Statement Recognizing Black History Month

February 5, 2021
Press Release

WASHINGTON – Today, Congresswoman Jan Schakowsky, a Senior Chief Deputy Whip, Chair of Consumer Protection and Commerce Subcommittee, and a member of the House Energy and Commerce Racial Disparities Working Group, issued the following statement in recognition of Black History Month:

“As we celebrate Black History Month, we give special attention to the numerous contributions of the Black community to the Chicagoland area, our country, and the world. Chicago, which itself was founded by a Black man, Jean Baptiste Point du Sable, has a long, rich history from being the birthplace of Chicago blues and will be the home the Presidential Library of our nation’s first Black President.

“Black History Month is a reminder that it is up to all of us, every day of the year to actively combat racism in our communities, institutions, and ourselves. Whether it be on the front lines as essential workers, grocery store workers, truck drivers, health care providers, government employees, or in any other service to our nation, Black Americans have continuously shown up for our country in the face of adversity.

“The past year has been a watershed period for Black Americans. The tumult of last summer as a result of the needless death and injuries of young Black men and women at the hands of police abuse brought out people of all ages and backgrounds who stood up and said enough was enough. That momentum was then transformed to energy at the ballot box, as Black people, especially women and young people, turned out in record numbers and tipped the scales in states like Wisconsin, Michigan, Pennsylvania and especially Georgia.

“We have the responsibility to honor Black lives with more than just words and reflections. We must take action and do our part to ensure that Black communities have equitable access to health care and COVID-19 related resources. This is an essential part of honoring Black communities and in collectively healing from generational traumas like that of the Tuskegee Experiment. Beginning in 1932, nearly 600 Black men diagnosed with syphilis were misled by U.S. public health officials to participate in a study known as the ‘Tuskegee Study’ in exchange for medical care. For 40 years their bodies were instead used to study the progression of syphilis, depriving them of treatment and healing from penicillin, which became the recommended treatment for syphilis in 1947.
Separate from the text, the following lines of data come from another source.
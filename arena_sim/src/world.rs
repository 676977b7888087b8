//! SimWorld - builds the agents, ledger and orchestrator for one scenario.

use std::sync::Arc;
use std::time::Duration;

use arena_core::{AgentSeat, ArenaConfig, Orchestrator};
use arena_env::{AccountRef, DecisionQuery, EnvError, Ledger};

use crate::agent::{FlakyAgent, RandomAgent, ScriptedAgent, SlowAgent};
use crate::ledger::{SimLedger, SimLedgerController};
use crate::priming::Priming;
use crate::scenarios::ScenarioId;
use crate::seeds::DeterministicSeeds;

/// Query timeout used by the flaky scenario so slow agents trip it quickly.
const FLAKY_QUERY_TIMEOUT_MS: u64 = 100;

/// Configuration for a simulation run.
#[derive(Debug, Clone)]
pub struct SimConfig {
    /// Master seed for determinism
    pub seed: u64,

    /// Number of agents to spawn
    pub num_agents: usize,

    pub scenario: ScenarioId,

    /// Core run configuration (rounds, balances, limits, timeouts)
    pub arena: ArenaConfig,

    /// Per-round failure probability for flaky agents and dropped transfers
    pub fault_rate: f64,
}

impl Default for SimConfig {
    /// The reference experiment: 16 agents, 100 rounds, 1000 units each.
    fn default() -> Self {
        Self {
            seed: 42,
            num_agents: 16,
            scenario: ScenarioId::Baseline,
            arena: ArenaConfig::default(),
            fault_rate: 0.1,
        }
    }
}

/// The SimWorld - container for one simulated run.
pub struct SimWorld {
    pub config: SimConfig,
    pub seeds: DeterministicSeeds,
    pub ledger: Arc<SimLedger>,

    /// Fault injection handle for `ledger`
    pub ledger_controller: SimLedgerController,

    /// Seats in spawn order
    agents: Vec<AgentSeat>,
}

impl SimWorld {
    pub fn new(mut config: SimConfig) -> Self {
        if config.scenario == ScenarioId::Flaky {
            config.arena.query_timeout_ms = config.arena.query_timeout_ms.min(FLAKY_QUERY_TIMEOUT_MS);
        }
        config.arena.seed = config.seed;

        let seeds = DeterministicSeeds::new(config.seed);
        let supply = config.num_agents as u64 * config.arena.starting_balance;
        let ledger = Arc::new(SimLedger::new(supply, seeds.fault_seed()));
        let ledger_controller = ledger.controller();

        match config.scenario {
            ScenarioId::Flaky => ledger_controller.set_transfer_loss(config.fault_rate),
            ScenarioId::UnreachableLedger => ledger_controller.set_unreachable(true),
            _ => {}
        }

        let agents = (0..config.num_agents)
            .map(|i| build_agent(&config, &seeds, i as u64))
            .collect();

        Self {
            config,
            seeds,
            ledger,
            ledger_controller,
            agents,
        }
    }

    pub fn seats(&self) -> Vec<AgentSeat> {
        self.agents.clone()
    }

    pub fn accounts(&self) -> Vec<AccountRef> {
        self.agents.iter().map(|a| a.account.clone()).collect()
    }

    /// Units in circulation: everything the settlement authority can fund.
    pub fn total_supply(&self) -> u64 {
        self.config.num_agents as u64 * self.config.arena.starting_balance
    }

    pub fn run_id(&self) -> String {
        format!("{}-{:016x}", self.config.scenario.name(), self.config.seed)
    }

    /// Builds an orchestrator over this world's agents and ledger.
    pub fn orchestrator(&self) -> Orchestrator {
        Orchestrator::new(
            self.config.arena.clone(),
            self.seats(),
            Arc::clone(&self.ledger) as Arc<dyn Ledger>,
        )
        .with_run_id(self.run_id())
    }

    /// Returns every account's balance to the settlement authority.
    pub async fn recover_all(&self) -> Result<u64, EnvError> {
        let mut recovered = 0;
        for account in self.accounts() {
            recovered += self.ledger.recover(&account).await?;
        }
        Ok(recovered)
    }
}

fn build_agent(config: &SimConfig, seeds: &DeterministicSeeds, index: u64) -> AgentSeat {
    let agent_seed = seeds.agent_seed(index);
    let random = |priming: Priming| -> Arc<dyn DecisionQuery> {
        Arc::new(RandomAgent::new(priming, agent_seed))
    };

    let (priming, group, query): (Option<Priming>, &str, Arc<dyn DecisionQuery>) =
        match config.scenario {
            ScenarioId::Baseline | ScenarioId::UnreachableLedger => {
                (Some(Priming::Neutral), "neutral", random(Priming::Neutral))
            }
            ScenarioId::MixedPriming => {
                let all = Priming::all();
                let priming = all[index as usize % all.len()];
                (Some(priming), priming.name(), random(priming))
            }
            ScenarioId::Flaky => {
                let inner = random(Priming::Neutral);
                let query: Arc<dyn DecisionQuery> = match index % 4 {
                    1 => Arc::new(FlakyAgent::with_rate(
                        inner,
                        config.arena.rounds,
                        config.fault_rate,
                        agent_seed,
                    )),
                    3 => Arc::new(SlowAgent::new(
                        inner,
                        config.arena.query_timeout() + Duration::from_millis(50),
                        5,
                    )),
                    _ => inner,
                };
                (Some(Priming::Neutral), "neutral", query)
            }
            ScenarioId::Elimination => {
                if index % 2 == 0 {
                    let spender: Arc<dyn DecisionQuery> =
                        Arc::new(ScriptedAgent::repeating("SEND {balance} TO {peer}"));
                    (None, "spender", spender)
                } else {
                    (Some(Priming::Competitive), "competitive", random(Priming::Competitive))
                }
            }
        };

    let mut seat = AgentSeat::new(seeds.agent_id(index), seeds.account(index), query)
        .with_group(group);
    if let Some(priming) = priming {
        seat = seat.with_guidance(priming.guidance());
    }
    seat
}
//! Run configuration, loadable from TOML.

use std::fs;
use std::path::Path;
use std::time::Duration;

use arena_env::RateLimits;
use serde::{Deserialize, Serialize};

use crate::error::ArenaError;

/// Configuration for one Arena run.
///
/// Missing fields take the defaults of the reference experiment
/// (100 rounds, 1000 units per agent).
#[derive(Debug, Clone, Serialize, Deserialize, PartialEq, Eq)]
#[serde(default)]
pub struct ArenaConfig {
    /// Number of rounds to run
    pub rounds: u32,

    /// Units credited to every account at setup
    pub starting_balance: u64,

    /// Whether setup funds accounts from the settlement authority.
    /// Disable when balances already exist on the ledger.
    pub fund_accounts: bool,

    /// Maximum concurrent decision queries
    pub concurrency: usize,

    /// Smallest amount a SEND may carry
    pub min_transfer_amount: u64,

    /// Per-round quotas
    pub limits: RateLimits,

    /// How many past rounds of messages an agent sees
    pub message_lookback: u32,

    /// Timeout for a single decision query
    pub query_timeout_ms: u64,

    /// Timeout for a single ledger call
    pub ledger_timeout_ms: u64,

    /// Seed for identity assignment and per-round transfer order
    pub seed: u64,
}

impl Default for ArenaConfig {
    fn default() -> Self {
        Self {
            rounds: 100,
            starting_balance: 1_000,
            fund_accounts: true,
            concurrency: 4,
            min_transfer_amount: 1,
            limits: RateLimits::default(),
            message_lookback: 3,
            query_timeout_ms: 30_000,
            ledger_timeout_ms: 5_000,
            seed: 42,
        }
    }
}

impl ArenaConfig {
    pub fn validate(&self) -> Result<(), ArenaError> {
        if self.rounds == 0 {
            return Err(ArenaError::config("rounds must be > 0"));
        }
        if self.concurrency == 0 {
            return Err(ArenaError::config("concurrency must be > 0"));
        }
        if self.min_transfer_amount == 0 {
            return Err(ArenaError::config("min_transfer_amount must be > 0"));
        }
        if self.query_timeout_ms == 0 || self.ledger_timeout_ms == 0 {
            return Err(ArenaError::config("timeouts must be > 0"));
        }
        Ok(())
    }

    pub fn query_timeout(&self) -> Duration {
        Duration::from_millis(self.query_timeout_ms)
    }

    pub fn ledger_timeout(&self) -> Duration {
        Duration::from_millis(self.ledger_timeout_ms)
    }
}

/// Load config from a TOML file.
///
/// If the file is missing, returns `ArenaConfig::default()`.
pub fn load_config(path: &Path) -> Result<ArenaConfig, ArenaError> {
    if !path.exists() {
        let cfg = ArenaConfig::default();
        cfg.validate()?;
        return Ok(cfg);
    }
    let contents = fs::read_to_string(path)
        .map_err(|e| ArenaError::config(format!("read {}: {}", path.display(), e)))?;
    let cfg: ArenaConfig = toml::from_str(&contents)
        .map_err(|e| ArenaError::config(format!("parse {}: {}", path.display(), e)))?;
    cfg.validate()?;
    Ok(cfg)
}

#[cfg(test)]
mod tests {
    use super::*;

    #[test]
    fn load_missing_returns_default() {
        let temp = tempfile::tempdir().expect("tempdir");
        let cfg = load_config(&temp.path().join("missing.toml")).expect("load");
        assert_eq!(cfg, ArenaConfig::default());
    }

    #[test]
    fn load_partial_file_fills_defaults() {
        let temp = tempfile::tempdir().expect("tempdir");
        let path = temp.path().join("arena.toml");
        fs::write(
            &path,
            "rounds = 10\nstarting_balance = 100\n\n[limits]\nmax_transfers = 1\n",
        )
        .expect("write");

        let cfg = load_config(&path).expect("load");
        assert_eq!(cfg.rounds, 10);
        assert_eq!(cfg.starting_balance, 100);
        assert_eq!(cfg.limits.max_transfers, 1);
        assert_eq!(cfg.limits.max_broadcasts, RateLimits::default().max_broadcasts);
        assert_eq!(cfg.concurrency, 4);
    }

    #[test]
    fn validate_rejects_zero_rounds_and_concurrency() {
        let cfg = ArenaConfig { rounds: 0, ..Default::default() };
        assert!(matches!(cfg.validate(), Err(ArenaError::Config(_))));

        let cfg = ArenaConfig { concurrency: 0, ..Default::default() };
        assert!(cfg.validate().is_err());
    }

    #[test]
    fn load_rejects_malformed_toml() {
        let temp = tempfile::tempdir().expect("tempdir");
        let path = temp.path().join("arena.toml");
        fs::write(&path, "rounds = \"many\"\n").expect("write");
        assert!(load_config(&path).is_err());
    }
}
//! Arena Simulator CLI
//!
//! Run seeded Arena experiments with simulated agents and ledger faults.

use std::path::{Path, PathBuf};
use std::sync::Arc;

use anyhow::{bail, Context};
use arena_core::{load_config, EventSink, SledEventStore};
use arena_sim::scenarios::ScenarioId;
use arena_sim::{ScenarioResult, ScenarioRunner, SimExport};
use clap::Parser;
use tracing::{error, info};
use tracing_subscriber::EnvFilter;

/// Arena Deterministic Simulation CLI
#[derive(Parser, Debug)]
#[command(name = "arena-sim")]
#[command(about = "Run seeded multi-agent economy experiments", long_about = None)]
struct Args {
    /// Master seed for determinism
    #[arg(short, long, default_value = "42")]
    seed: u64,

    /// Number of agents
    #[arg(short, long, default_value = "16")]
    agents: usize,

    /// Number of rounds (overrides the config file)
    #[arg(short, long)]
    rounds: Option<u32>,

    /// Scenario to run (baseline, mixed_priming, flaky, elimination, unreachable_ledger, all)
    #[arg(short = 'S', long, default_value = "baseline")]
    scenario: String,

    /// TOML file with the run configuration
    #[arg(short, long)]
    config: Option<PathBuf>,

    /// Probability of injected faults in the flaky scenario
    #[arg(long, default_value = "0.1")]
    fault_rate: f64,

    /// Persist rounds, transfers and messages to a sled database at this path
    #[arg(long)]
    store: Option<PathBuf>,

    /// Export each run to JSON (the scenario name is appended when running several)
    #[arg(long)]
    export: Option<PathBuf>,

    /// Verbose output
    #[arg(short, long)]
    verbose: bool,

    /// JSON output for CI parsing
    #[arg(long)]
    json: bool,
}

fn export_path(base: &Path, scenario: ScenarioId, several: bool) -> PathBuf {
    if !several {
        return base.to_path_buf();
    }
    let stem = base
        .file_stem()
        .map(|s| s.to_string_lossy().into_owned())
        .unwrap_or_else(|| "arena".to_string());
    base.with_file_name(format!("{}-{}.json", stem, scenario.name()))
}

#[tokio::main]
async fn main() -> anyhow::Result<()> {
    let args = Args::parse();

    // Initialize logging
    let default_level = if args.verbose { "debug" } else { "info" };
    tracing_subscriber::fmt()
        .with_env_filter(
            EnvFilter::try_from_default_env().unwrap_or_else(|_| EnvFilter::new(default_level)),
        )
        .with_writer(std::io::stderr)
        .init();

    if !args.json {
        info!("Arena Simulator v{}", env!("CARGO_PKG_VERSION"));
        info!("━━━━━━━━━━━━━━━━━━━━━━━━━━━━━━━━━━━━━━━━━━━━━━━━━━━━━");
    }

    let scenarios: Vec<ScenarioId> = if args.scenario == "all" {
        ScenarioId::all()
    } else {
        vec![args.scenario.parse()?]
    };

    let mut arena = match &args.config {
        Some(path) => load_config(path)
            .with_context(|| format!("loading config from {}", path.display()))?,
        None => Default::default(),
    };
    if let Some(rounds) = args.rounds {
        arena.rounds = rounds;
    }
    arena.validate()?;

    let mut runner = ScenarioRunner::new(args.seed, args.agents)
        .with_config(arena)
        .with_fault_rate(args.fault_rate);
    if let Some(path) = &args.store {
        let store = SledEventStore::open(path)
            .with_context(|| format!("opening event store at {}", path.display()))?;
        runner = runner.with_sink(Arc::new(store) as Arc<dyn EventSink>);
    }

    let mut all_results: Vec<ScenarioResult> = Vec::new();
    for scenario in &scenarios {
        let result = runner.run(*scenario).await;

        if let Some(base) = &args.export {
            let path = export_path(base, *scenario, scenarios.len() > 1);
            SimExport::from_result(&result)
                .write_to_file(&path)
                .with_context(|| format!("writing export to {}", path.display()))?;
            info!("Exported {} to {}", scenario.name(), path.display());
        }

        if !args.json {
            if result.passed {
                info!("✓ {} (seed={}) PASSED", scenario.name(), args.seed);
                if let Some(report) = &result.report {
                    let summary = &report.analysis.summary;
                    info!(
                        "  rounds={} gini={:.4} transfers={} volume={} eliminated={}",
                        summary.rounds,
                        summary.final_gini,
                        summary.applied_transfers,
                        summary.total_volume,
                        summary.eliminations
                    );
                }
            } else {
                error!(
                    "✗ {} (seed={}) FAILED: {}",
                    scenario.name(),
                    args.seed,
                    result.failure_reason.as_deref().unwrap_or("unknown")
                );
            }
        }

        all_results.push(result);
    }

    let total = all_results.len();
    let failed_count = all_results.iter().filter(|r| !r.passed).count();

    if args.json {
        let summary = serde_json::json!({
            "total": total,
            "passed": total - failed_count,
            "failed": failed_count,
            "results": all_results.iter().map(|r| {
                let analysis = r.report.as_ref().map(|report| &report.analysis.summary);
                serde_json::json!({
                    "scenario": r.scenario.name(),
                    "seed": r.seed,
                    "passed": r.passed,
                    "rounds": r.rounds_completed,
                    "final_gini": analysis.map(|s| s.final_gini),
                    "eliminations": analysis.map(|s| s.eliminations),
                    "violations": r.violations,
                    "failure_reason": r.failure_reason,
                })
            }).collect::<Vec<_>>(),
        });
        println!("{}", serde_json::to_string_pretty(&summary)?);
    } else {
        info!("━━━━━━━━━━━━━━━━━━━━━━━━━━━━━━━━━━━━━━━━━━━━━━━━━━━━━");
        if failed_count == 0 {
            info!("✅ All {} scenario runs passed!", total);
        } else {
            error!("❌ {}/{} scenario runs failed!", failed_count, total);
        }
    }

    if failed_count > 0 {
        bail!("{} of {} scenario runs failed", failed_count, total);
    }
    Ok(())
}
“During the same time, women in Puerto Rico, North Carolina, and all over the country were also targeted by eugenics policies in which thousands of women were forcefully or unknowingly sterilized. These racially motivated policies systematically and disproportionately targeted Black families for generations to come. These same policies contribute to obstacles in care for Black families today. That is why I’m proud to be a member of the Black Maternal Health Caucus and am working with my colleagues to make sure we address the disparities that exist for expecting and new Black mothers. In the U.S., Black women are three to four times more likely to die from pregnancy related causes and are twice as likely to lose an infant to premature death, than white women. In Illinois, that disparity is even larger, with Black women in my state being six times more likely to die from conditions that could be prevented with increased maternal health care.

“From maternal health issues to ensuring access to unbiased health care and equitable vaccine distribution, rebuilding a sense of trust between the Black community and the United States government is essential to achieving the goals of any public health program. It’s also plain the right thing to do. We must do more than just support; we must value Black lives. Making a commitment to ensure the wellbeing of Black lives well before birth would be a salient action in achieving racial equity in any capacity. 

“This past summer, when every American household’s primary concern should have been protecting the wellbeing and health of their families during the height of the COVID-19 pandemic, Black families had the additional layer of having to put their lives at risk to fight racial injustices. After witnessing the terrible murder of George Floyd and shooting of Jacob Blake, whose family is rooted in Evanston, Black communities spoke out against injustices in what can only be seen as a double pandemic.

“And just this past November and January, Black voters organized tirelessly and turned out in record high numbers, freeing us from a racist, incompetent President and saving our democracy. Black voters not only delivered us a President and Vice President who accept and follow science, but also a House and Senate that will fight to deliver much needed COVID-19 relief to Americans, battle climate change, tackle systemic racism, and improve health care. And they delivered us a government that truly represents the American people – with our first Black woman serving as Vice President, an immigrant serving as Secretary of the Department of Homeland Security, and our first openly LGBTQ Cabinet Member.

“As we honor the contributions of Black Americans and celebrate the work of not just the Black community, but Black women, the Afro-Latinx community, queer Black individuals, those who have dedicated their lives in the fight against this pandemic, and so many more intersectional identities, let us remember that Black History Month is about making a commitment to ensure that ALL Black lives feel loved, listened to, and affirmed in the spaces we call home and in every corner of our democracy.”